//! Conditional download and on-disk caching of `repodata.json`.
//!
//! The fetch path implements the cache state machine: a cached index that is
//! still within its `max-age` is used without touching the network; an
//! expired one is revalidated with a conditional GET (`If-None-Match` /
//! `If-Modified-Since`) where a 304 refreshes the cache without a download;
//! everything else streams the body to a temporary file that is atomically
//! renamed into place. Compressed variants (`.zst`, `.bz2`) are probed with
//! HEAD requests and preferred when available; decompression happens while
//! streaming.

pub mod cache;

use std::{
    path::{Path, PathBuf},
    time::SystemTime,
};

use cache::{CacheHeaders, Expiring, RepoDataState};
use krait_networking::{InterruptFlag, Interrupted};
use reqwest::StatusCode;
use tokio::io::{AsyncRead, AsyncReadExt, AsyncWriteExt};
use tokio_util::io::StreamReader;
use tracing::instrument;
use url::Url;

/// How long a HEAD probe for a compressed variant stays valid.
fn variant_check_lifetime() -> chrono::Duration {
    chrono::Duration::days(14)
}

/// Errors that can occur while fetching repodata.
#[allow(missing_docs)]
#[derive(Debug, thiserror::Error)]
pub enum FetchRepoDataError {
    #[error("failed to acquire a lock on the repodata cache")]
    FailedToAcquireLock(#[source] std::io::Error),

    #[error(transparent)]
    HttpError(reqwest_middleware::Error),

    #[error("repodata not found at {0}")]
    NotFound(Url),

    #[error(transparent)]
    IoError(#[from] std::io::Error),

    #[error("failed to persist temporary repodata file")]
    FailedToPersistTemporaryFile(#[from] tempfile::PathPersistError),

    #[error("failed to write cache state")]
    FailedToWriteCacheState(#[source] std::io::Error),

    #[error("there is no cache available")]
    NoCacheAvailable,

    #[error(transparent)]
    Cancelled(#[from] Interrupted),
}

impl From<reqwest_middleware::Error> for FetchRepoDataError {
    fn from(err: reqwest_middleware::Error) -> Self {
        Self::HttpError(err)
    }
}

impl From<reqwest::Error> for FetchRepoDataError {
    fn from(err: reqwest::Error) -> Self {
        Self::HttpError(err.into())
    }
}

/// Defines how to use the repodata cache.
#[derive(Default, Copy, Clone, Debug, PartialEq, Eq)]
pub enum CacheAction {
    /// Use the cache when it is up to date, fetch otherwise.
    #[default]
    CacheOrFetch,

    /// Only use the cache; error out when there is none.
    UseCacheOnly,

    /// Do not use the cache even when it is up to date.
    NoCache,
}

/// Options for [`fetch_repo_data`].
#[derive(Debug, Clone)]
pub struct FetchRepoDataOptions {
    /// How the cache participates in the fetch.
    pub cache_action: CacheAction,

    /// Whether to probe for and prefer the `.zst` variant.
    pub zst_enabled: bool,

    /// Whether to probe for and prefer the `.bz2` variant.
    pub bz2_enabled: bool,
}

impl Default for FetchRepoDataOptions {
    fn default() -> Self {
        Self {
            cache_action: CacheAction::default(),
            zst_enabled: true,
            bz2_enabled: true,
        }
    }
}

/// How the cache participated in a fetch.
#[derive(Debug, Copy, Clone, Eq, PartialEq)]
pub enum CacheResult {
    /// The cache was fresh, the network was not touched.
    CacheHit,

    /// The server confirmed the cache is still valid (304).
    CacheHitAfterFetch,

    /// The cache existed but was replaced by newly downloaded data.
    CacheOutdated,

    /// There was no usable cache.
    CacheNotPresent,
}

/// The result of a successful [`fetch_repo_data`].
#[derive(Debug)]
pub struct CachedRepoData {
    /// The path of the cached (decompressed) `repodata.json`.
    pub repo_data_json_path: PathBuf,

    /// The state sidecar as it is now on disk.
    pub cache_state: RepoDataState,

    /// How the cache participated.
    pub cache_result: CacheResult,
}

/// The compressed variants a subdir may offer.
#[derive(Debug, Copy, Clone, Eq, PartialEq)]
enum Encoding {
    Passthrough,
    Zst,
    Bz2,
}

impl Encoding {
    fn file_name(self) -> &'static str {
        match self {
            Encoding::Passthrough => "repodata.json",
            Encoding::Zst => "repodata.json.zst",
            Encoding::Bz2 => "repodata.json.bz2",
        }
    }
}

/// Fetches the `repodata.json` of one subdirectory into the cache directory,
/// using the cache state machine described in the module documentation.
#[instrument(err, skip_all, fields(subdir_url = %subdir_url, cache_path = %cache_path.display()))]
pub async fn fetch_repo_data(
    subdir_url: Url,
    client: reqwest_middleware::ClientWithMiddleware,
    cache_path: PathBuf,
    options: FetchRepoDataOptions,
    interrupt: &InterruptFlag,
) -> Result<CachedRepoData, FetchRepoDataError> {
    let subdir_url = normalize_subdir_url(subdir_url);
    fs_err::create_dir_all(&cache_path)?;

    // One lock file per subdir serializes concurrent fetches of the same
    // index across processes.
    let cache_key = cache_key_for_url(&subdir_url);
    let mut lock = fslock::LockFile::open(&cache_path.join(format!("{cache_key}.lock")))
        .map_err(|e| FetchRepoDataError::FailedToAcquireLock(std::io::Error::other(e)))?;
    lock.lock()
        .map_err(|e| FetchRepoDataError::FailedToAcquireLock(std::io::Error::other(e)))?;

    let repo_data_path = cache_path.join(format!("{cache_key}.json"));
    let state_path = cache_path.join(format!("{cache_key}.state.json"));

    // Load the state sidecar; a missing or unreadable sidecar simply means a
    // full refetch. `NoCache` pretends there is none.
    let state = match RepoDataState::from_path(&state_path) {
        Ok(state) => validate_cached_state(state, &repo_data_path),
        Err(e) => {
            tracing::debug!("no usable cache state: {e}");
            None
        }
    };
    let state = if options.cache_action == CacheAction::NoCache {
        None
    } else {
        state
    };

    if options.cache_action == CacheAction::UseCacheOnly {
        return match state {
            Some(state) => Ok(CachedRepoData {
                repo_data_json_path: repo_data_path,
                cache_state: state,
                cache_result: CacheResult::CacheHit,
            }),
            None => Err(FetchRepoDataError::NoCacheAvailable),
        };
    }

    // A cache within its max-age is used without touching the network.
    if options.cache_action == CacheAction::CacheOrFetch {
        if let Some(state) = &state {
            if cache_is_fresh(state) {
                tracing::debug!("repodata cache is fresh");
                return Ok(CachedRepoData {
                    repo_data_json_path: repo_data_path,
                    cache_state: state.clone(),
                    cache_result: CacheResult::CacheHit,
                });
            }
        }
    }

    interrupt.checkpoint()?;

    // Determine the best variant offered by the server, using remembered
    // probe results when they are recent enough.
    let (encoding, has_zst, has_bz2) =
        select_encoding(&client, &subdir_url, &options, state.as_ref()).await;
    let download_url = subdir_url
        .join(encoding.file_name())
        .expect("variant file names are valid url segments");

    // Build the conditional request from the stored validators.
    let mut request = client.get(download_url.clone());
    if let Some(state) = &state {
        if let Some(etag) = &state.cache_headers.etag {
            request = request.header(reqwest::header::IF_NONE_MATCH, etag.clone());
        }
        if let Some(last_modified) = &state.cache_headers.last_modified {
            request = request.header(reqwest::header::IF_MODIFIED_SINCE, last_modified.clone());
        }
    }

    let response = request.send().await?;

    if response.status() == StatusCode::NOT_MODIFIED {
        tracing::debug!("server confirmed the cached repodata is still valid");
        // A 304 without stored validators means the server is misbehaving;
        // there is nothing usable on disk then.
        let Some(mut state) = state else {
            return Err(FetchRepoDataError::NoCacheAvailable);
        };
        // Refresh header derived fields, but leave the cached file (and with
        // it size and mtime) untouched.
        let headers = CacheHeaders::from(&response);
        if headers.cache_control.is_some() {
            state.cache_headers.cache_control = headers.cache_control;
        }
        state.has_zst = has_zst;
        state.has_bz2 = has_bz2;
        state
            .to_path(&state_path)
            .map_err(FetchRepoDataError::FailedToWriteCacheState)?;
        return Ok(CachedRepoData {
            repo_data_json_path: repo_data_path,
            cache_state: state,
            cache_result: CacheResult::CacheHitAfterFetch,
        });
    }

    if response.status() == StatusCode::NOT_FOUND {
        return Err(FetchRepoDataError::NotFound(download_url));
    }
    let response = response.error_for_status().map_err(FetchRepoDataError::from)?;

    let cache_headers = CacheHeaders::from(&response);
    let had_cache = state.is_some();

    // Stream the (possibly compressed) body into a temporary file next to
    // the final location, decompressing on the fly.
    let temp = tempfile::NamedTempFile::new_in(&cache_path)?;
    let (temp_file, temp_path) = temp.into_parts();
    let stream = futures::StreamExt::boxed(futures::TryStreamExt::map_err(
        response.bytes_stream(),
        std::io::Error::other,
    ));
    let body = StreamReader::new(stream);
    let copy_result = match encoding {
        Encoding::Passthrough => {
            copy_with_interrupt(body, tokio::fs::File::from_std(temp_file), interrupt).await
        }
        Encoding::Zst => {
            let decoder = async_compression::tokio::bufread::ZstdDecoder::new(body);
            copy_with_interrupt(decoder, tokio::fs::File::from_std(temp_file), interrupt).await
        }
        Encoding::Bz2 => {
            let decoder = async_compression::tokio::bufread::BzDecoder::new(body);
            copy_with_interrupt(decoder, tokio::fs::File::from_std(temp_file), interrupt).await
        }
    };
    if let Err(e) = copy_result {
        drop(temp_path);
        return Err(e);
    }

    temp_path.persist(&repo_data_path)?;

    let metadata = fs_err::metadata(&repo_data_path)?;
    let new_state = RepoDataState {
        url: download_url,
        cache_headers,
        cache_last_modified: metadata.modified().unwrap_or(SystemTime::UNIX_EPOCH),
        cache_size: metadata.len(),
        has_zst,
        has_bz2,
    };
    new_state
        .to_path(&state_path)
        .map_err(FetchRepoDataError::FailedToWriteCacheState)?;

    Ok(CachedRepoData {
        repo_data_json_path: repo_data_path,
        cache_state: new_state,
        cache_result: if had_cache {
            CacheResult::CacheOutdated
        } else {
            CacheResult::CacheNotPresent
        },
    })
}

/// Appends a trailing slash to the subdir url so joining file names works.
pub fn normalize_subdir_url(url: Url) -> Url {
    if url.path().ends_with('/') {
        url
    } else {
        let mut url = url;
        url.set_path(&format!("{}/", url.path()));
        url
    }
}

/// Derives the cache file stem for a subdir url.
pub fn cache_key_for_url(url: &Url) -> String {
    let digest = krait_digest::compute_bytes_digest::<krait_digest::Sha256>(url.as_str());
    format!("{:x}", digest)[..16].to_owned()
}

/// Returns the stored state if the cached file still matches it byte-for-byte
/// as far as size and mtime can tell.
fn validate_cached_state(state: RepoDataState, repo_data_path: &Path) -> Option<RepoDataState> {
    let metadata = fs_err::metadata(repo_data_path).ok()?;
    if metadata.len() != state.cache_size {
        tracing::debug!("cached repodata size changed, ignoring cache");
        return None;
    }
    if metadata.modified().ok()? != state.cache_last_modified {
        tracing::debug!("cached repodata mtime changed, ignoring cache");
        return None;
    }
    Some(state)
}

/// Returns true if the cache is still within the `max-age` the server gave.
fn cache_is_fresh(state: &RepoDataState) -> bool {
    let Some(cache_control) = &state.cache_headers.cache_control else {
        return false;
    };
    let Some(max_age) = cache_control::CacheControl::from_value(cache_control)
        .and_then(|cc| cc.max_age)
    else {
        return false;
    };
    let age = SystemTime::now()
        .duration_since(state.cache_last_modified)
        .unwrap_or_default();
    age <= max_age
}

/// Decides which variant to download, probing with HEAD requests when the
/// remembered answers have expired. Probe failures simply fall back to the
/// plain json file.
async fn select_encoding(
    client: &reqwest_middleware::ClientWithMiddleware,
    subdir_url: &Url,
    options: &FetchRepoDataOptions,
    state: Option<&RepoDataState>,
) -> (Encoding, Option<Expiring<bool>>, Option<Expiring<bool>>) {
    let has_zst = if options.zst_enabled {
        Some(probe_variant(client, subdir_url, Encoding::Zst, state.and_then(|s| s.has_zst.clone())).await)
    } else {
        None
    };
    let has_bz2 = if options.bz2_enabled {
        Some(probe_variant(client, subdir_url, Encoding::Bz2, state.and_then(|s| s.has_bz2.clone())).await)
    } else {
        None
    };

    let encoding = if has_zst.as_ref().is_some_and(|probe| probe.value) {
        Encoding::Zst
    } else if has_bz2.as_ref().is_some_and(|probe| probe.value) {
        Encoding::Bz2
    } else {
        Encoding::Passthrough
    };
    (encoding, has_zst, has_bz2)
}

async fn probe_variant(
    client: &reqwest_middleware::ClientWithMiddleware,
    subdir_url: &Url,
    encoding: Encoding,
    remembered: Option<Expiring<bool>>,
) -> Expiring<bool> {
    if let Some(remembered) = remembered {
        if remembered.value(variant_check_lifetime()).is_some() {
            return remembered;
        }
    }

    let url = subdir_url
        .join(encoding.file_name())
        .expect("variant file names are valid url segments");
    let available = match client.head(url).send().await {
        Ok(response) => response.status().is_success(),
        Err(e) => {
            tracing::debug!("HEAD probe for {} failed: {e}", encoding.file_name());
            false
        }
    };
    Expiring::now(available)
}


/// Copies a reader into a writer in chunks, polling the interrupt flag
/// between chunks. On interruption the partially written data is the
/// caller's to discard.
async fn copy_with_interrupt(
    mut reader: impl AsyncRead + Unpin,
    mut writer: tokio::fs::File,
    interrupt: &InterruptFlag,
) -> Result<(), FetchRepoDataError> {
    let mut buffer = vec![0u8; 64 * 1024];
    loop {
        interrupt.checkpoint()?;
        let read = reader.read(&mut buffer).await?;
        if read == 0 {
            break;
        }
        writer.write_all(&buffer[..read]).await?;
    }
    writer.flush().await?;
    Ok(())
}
========================
TASK TO CARRY OUT: A single number is expected: how many lines in the records contain the string "HttpError".

WRITTEN RESPONSE: 3